Search Postgresql Archives

Support functions for range types

[Date Prev][Date Next][Thread Prev][Thread Next][Date Index][Thread Index]

 



I was surprised by the poor performance when I first tried to use range types. What I expected was that the following two queries would be equivalent (see attached script):

postgres=# EXPLAIN ANALYZE SELECT some_number FROM integer_test WHERE some_number BETWEEN -2 AND 2;

QUERY PLAN
------------------------------------------------------------------------------------------------------------------------------------------------
Index Only Scan using integer_test_some_number_idx on integer_test (cost=0.28..8.38 rows=5 width=4) (actual time=0.045..0.052 rows=5 loops=1)
   Index Cond: ((some_number >= '-2'::integer) AND (some_number <= 2))
   Heap Fetches: 5
 Planning Time: 0.319 ms
 Execution Time: 0.094 ms
(5 rows)

postgres=# EXPLAIN ANALYZE SELECT some_number FROM integer_test WHERE some_number <@ int4range(-2, 2, '[]');
                                               QUERY PLAN
--------------------------------------------------------------------------------------------------------
Seq Scan on integer_test (cost=0.00..34.01 rows=10 width=4) (actual time=0.585..1.136 rows=5 loops=1)
   Filter: (some_number <@ '[-2,3)'::int4range)
   Rows Removed by Filter: 1996
 Planning Time: 0.175 ms
 Execution Time: 1.164 ms
(5 rows)

But clearly, the planner is not able to use the btree index in the presence of the range operator.
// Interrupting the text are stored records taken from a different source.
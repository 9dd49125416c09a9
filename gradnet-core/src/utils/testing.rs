use crate::device::StorageDevice;
use crate::value::Value;

/// Checks that a value has the expected shape and that every element is
/// within `tolerance` of the expected data.
/// Panics if shapes differ or data differs significantly.
pub fn check_value_near(
    actual: &Value,
    expected_shape: &[usize],
    expected_data: &[f64],
    tolerance: f64,
) {
    assert!(actual.is_defined(), "Expected a defined value, got an empty one");
    assert_eq!(actual.shape(), expected_shape, "Shape mismatch");

    let actual_data = actual
        .to_vec_f64()
        .expect("Failed to read data in check_value_near");
    assert_eq!(
        actual_data.len(),
        expected_data.len(),
        "Data length mismatch"
    );

    for (i, (a, e)) in actual_data.iter().zip(expected_data.iter()).enumerate() {
        if !approx::abs_diff_eq!(*a, *e, epsilon = tolerance) {
            panic!(
                "Data mismatch at index {}: actual={:?}, expected={:?}, tolerance={:?}",
                i, a, e, tolerance
            );
        }
    }
}

/// Runs `scenario` once per device tag, CPU first.
pub fn for_each_device<F: FnMut(StorageDevice)>(mut scenario: F) {
    for device in StorageDevice::ALL {
        scenario(device);
    }
}

/// Installs `env_logger` for unit tests; repeated calls are no-ops.
#[cfg(test)]
pub(crate) fn init_logger() {
    let _ = env_logger::builder().is_test(true).try_init();
}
So I attempted to add support functions for the 'elem_contained_by_range' and 'range_contains_elem' operators (patch attached): That gives the following execution plan (applied on 26f7802beb2a4aafa0903f5bedeb7f1fa6f4f358):


QUERY PLAN
-------------------------------------------------------------------------------------------------------------------------------------------------
Index Only Scan using integer_test_some_number_idx on integer_test (cost=0.28..8.38 rows=10 width=4) (actual time=0.046..0.058 rows=5 loops=1)
   Index Cond: ((some_number >= '-2'::integer) AND (some_number < 3))
   Heap Fetches: 5
 Planning Time: 0.694 ms
 Execution Time: 0.114 ms
(5 rows)

That was what I was hoping to see (even though the row estimate is still a bit off). Unfortunately this only works for the trivial case where the range is actually a constant. The third query in the attached script (range_test.sql) produces the following plan, where the support function is not useful:

QUERY PLAN
-------------------------------------------------------------------------------------------------------------------------
Nested Loop (cost=0.14..419.56 rows=22 width=12) (actual time=3.791..36.549 rows=121 loops=1) Join Filter: (integer_test.some_number <@ int4range(number_q.one_number, number_q.another_number, '[]'::text))
   Rows Removed by Join Filter: 21890
   CTE number_q
-> Function Scan on generate_series (cost=0.00..0.14 rows=11 width=8) (actual time=0.063..0.076 rows=11 loops=1) -> CTE Scan on number_q (cost=0.00..0.22 rows=11 width=8) (actual time=0.071..0.107 rows=11 loops=1) -> Materialize (cost=0.00..39.02 rows=2001 width=4) (actual time=0.011..0.516 rows=2001 loops=11) -> Seq Scan on integer_test (cost=0.00..29.01 rows=2001 width=4) (actual time=0.077..1.043 rows=2001 loops=1)
 Planning Time: 3.172 ms
 Execution Time: 36.908 ms
(10 rows)

So my question here is, how to go about handling the more interesting cases, where we are passed a FuncExpr (instead of a Const)?
Is it even possible to return something useful in this case?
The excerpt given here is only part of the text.